The district claims it must build classrooms to house an expected 25 percent increase in students. Yet it can do this and more by going to year-round schooling and not have to build one more square foot of facility. Since the district touts sustainability," it must realize that building nothing more and making efficient use of existing facilities is the most sustainable of all activities. In an era of vanishing books, the district talks of refurbishing school libraries. It appears to be asking for a second theater to be built at Palo Alto High School, and gives no justification for its need, nor does it indicate that it will not build "yesterday's" theater all over again.
Particularly troubling is the role of a group called the Planning Review Committee (PRC). While this PRC seems to have been influential in the Measure A planning, its members are not required to file economic disclosure forms, nor is the PRC responsible to the Brown Act.
The halcyon projection of property value increase that the district uses to support its repayment scheme for these bonds does not seem to contemplate any falloff of economic growth. It does not seem to consider that energy, food and water are all likely to be in short supply in coming decades, and that everyone's standard of living will suffer a decrease. If the gravy train of the past decades slows or stops, taxpayers will experience difficulty meeting the district's demands for money to pay off its bonded indebtedness.

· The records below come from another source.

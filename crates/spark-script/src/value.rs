//! 跨越回调桥的脚本值模型。
//!
//! # 教案式说明
//! - **意图（Why）**：解释器与运行时之间只交换同步值；原生缓冲在进入脚本前一律转成
//!   [`Bytes`]，不暴露任何原生指针。
//! - **契约（What）**：
//!   - [`CallbackRef`]/[`ScriptRef`] 是解释器注册表中的不透明引用，运行时持有期间负责在
//!     生命周期结束时通过桥释放；
//!   - `Request`/`Response`/`WebSocket` 变体携带运行时句柄，解释器把它们包装成脚本对象；
//!   - 句柄变体按身份比较，其余变体按值比较。

use std::fmt;
use std::sync::Arc;

use bytes::Bytes;

use crate::connection::websocket::WebSocketHandle;
use crate::native::RequestInfo;
use crate::response::ResponseHandle;

/// 解释器中保留的函数引用。
#[derive(Clone, Copy, Debug, PartialEq, Eq, Hash, PartialOrd, Ord)]
pub struct CallbackRef(u64);

impl CallbackRef {
    pub const fn new(raw: u64) -> Self {
        Self(raw)
    }

    pub const fn get(self) -> u64 {
        self.0
    }
}

/// 解释器中保留的任意值引用（表、userdata 等）。
#[derive(Clone, Copy, Debug, PartialEq, Eq, Hash, PartialOrd, Ord)]
pub struct ScriptRef(u64);

impl ScriptRef {
    pub const fn new(raw: u64) -> Self {
        Self(raw)
    }

    pub const fn get(self) -> u64 {
        self.0
    }
}

/// 桥上传递的值。
#[derive(Clone, Default)]
pub enum ScriptValue {
    #[default]
    Nil,
    Bool(bool),
    Integer(i64),
    Number(f64),
    Str(Arc<str>),
    Bytes(Bytes),
    Ref(ScriptRef),
    Request(Arc<RequestInfo>),
    Response(ResponseHandle),
    WebSocket(WebSocketHandle),
}

impl ScriptValue {
    pub fn str(value: impl AsRef<str>) -> Self {
        ScriptValue::Str(Arc::from(value.as_ref()))
    }

    pub fn is_nil(&self) -> bool {
        matches!(self, ScriptValue::Nil)
    }

    pub fn as_bool(&self) -> Option<bool> {
        match self {
            ScriptValue::Bool(value) => Some(*value),
            _ => None,
        }
    }

    pub fn as_integer(&self) -> Option<i64> {
        match self {
            ScriptValue::Integer(value) => Some(*value),
            _ => None,
        }
    }

    pub fn as_str(&self) -> Option<&str> {
        match self {
            ScriptValue::Str(value) => Some(&**value),
            _ => None,
        }
    }

    /// 文本与字节串都可以按字节读取。
    pub fn as_bytes(&self) -> Option<&[u8]> {
        match self {
            ScriptValue::Bytes(value) => Some(&value[..]),
            ScriptValue::Str(value) => Some(value.as_bytes()),
            _ => None,
        }
    }

    pub fn as_request(&self) -> Option<&Arc<RequestInfo>> {
        match self {
            ScriptValue::Request(value) => Some(value),
            _ => None,
        }
    }

    pub fn as_response(&self) -> Option<&ResponseHandle> {
        match self {
            ScriptValue::Response(value) => Some(value),
            _ => None,
        }
    }

    pub fn as_websocket(&self) -> Option<&WebSocketHandle> {
        match self {
            ScriptValue::WebSocket(value) => Some(value),
            _ => None,
        }
    }

    /// 脚本真值：只有 `nil` 与 `false` 为假。
    pub fn is_truthy(&self) -> bool {
        !matches!(self, ScriptValue::Nil | ScriptValue::Bool(false))
    }

    pub fn type_name(&self) -> &'static str {
        match self {
            ScriptValue::Nil => "nil",
            ScriptValue::Bool(_) => "boolean",
            ScriptValue::Integer(_) | ScriptValue::Number(_) => "number",
            ScriptValue::Str(_) | ScriptValue::Bytes(_) => "string",
            ScriptValue::Ref(_) => "ref",
            ScriptValue::Request(_) => "request",
            ScriptValue::Response(_) => "response",
            ScriptValue::WebSocket(_) => "websocket",
        }
    }
}

impl PartialEq for ScriptValue {
    fn eq(&self, other: &Self) -> bool {
        match (self, other) {
            (ScriptValue::Nil, ScriptValue::Nil) => true,
            (ScriptValue::Bool(a), ScriptValue::Bool(b)) => a == b,
            (ScriptValue::Integer(a), ScriptValue::Integer(b)) => a == b,
            (ScriptValue::Number(a), ScriptValue::Number(b)) => a == b,
            (ScriptValue::Str(a), ScriptValue::Str(b)) => a == b,
            (ScriptValue::Bytes(a), ScriptValue::Bytes(b)) => a == b,
            (ScriptValue::Ref(a), ScriptValue::Ref(b)) => a == b,
            (ScriptValue::Request(a), ScriptValue::Request(b)) => Arc::ptr_eq(a, b),
            (ScriptValue::Response(a), ScriptValue::Response(b)) => a.same_as(b),
            (ScriptValue::WebSocket(a), ScriptValue::WebSocket(b)) => a.id() == b.id(),
            _ => false,
        }
    }
}

impl fmt::Debug for ScriptValue {
    fn fmt(&self, f: &mut fmt::Formatter<'_>) -> fmt::Result {
        match self {
            ScriptValue::Nil => f.write_str("nil"),
            ScriptValue::Bool(value) => write!(f, "{value}"),
            ScriptValue::Integer(value) => write!(f, "{value}"),
            ScriptValue::Number(value) => write!(f, "{value}"),
            ScriptValue::Str(value) => write!(f, "{value:?}"),
            ScriptValue::Bytes(value) => write!(f, "bytes[{}]", value.len()),
            ScriptValue::Ref(value) => write!(f, "ref#{}", value.get()),
            ScriptValue::Request(req) => write!(f, "request({} {})", req.method, req.url),
            ScriptValue::Response(res) => write!(f, "response({})", res.conn()),
            ScriptValue::WebSocket(ws) => write!(f, "websocket({})", ws.id()),
        }
    }
}

impl From<bool> for ScriptValue {
    fn from(value: bool) -> Self {
        ScriptValue::Bool(value)
    }
}

impl From<i64> for ScriptValue {
    fn from(value: i64) -> Self {
        ScriptValue::Integer(value)
    }
}

impl From<f64> for ScriptValue {
    fn from(value: f64) -> Self {
        ScriptValue::Number(value)
    }
}

impl From<&str> for ScriptValue {
    fn from(value: &str) -> Self {
        ScriptValue::str(value)
    }
}

impl From<String> for ScriptValue {
    fn from(value: String) -> Self {
        ScriptValue::Str(Arc::from(value))
    }
}

impl From<Bytes> for ScriptValue {
    fn from(value: Bytes) -> Self {
        ScriptValue::Bytes(value)
    }
}

impl From<Vec<u8>> for ScriptValue {
    fn from(value: Vec<u8>) -> Self {
        ScriptValue::Bytes(Bytes::from(value))
    }
}

impl From<ScriptRef> for ScriptValue {
    fn from(value: ScriptRef) -> Self {
        ScriptValue::Ref(value)
    }
}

I must give the school district credit for trying. Proposition 39, passed eight years ago, demands spending specificity in exchange for passage with a 55 percent majority, and Measure A does its best to look specific, at least until it's examined closely. The district has strategically scheduled the election for June 3 in hopes that a low turnout will guarantee passage.
But none of that changes the fact that Measure A is fiscally unsound. Moreover, with a total taxpayer cost of almost $800 million, it shows no promise to advance student achievement.
The findings of our almost two months of detailed examination of Measure A can be seen at: www.paloaltansforcommonsense.com. This Web site should be required reading before voting, even for you folks who always say, "I just vote for the schools."
Common sense demands a "no" vote on Measure A on June 3.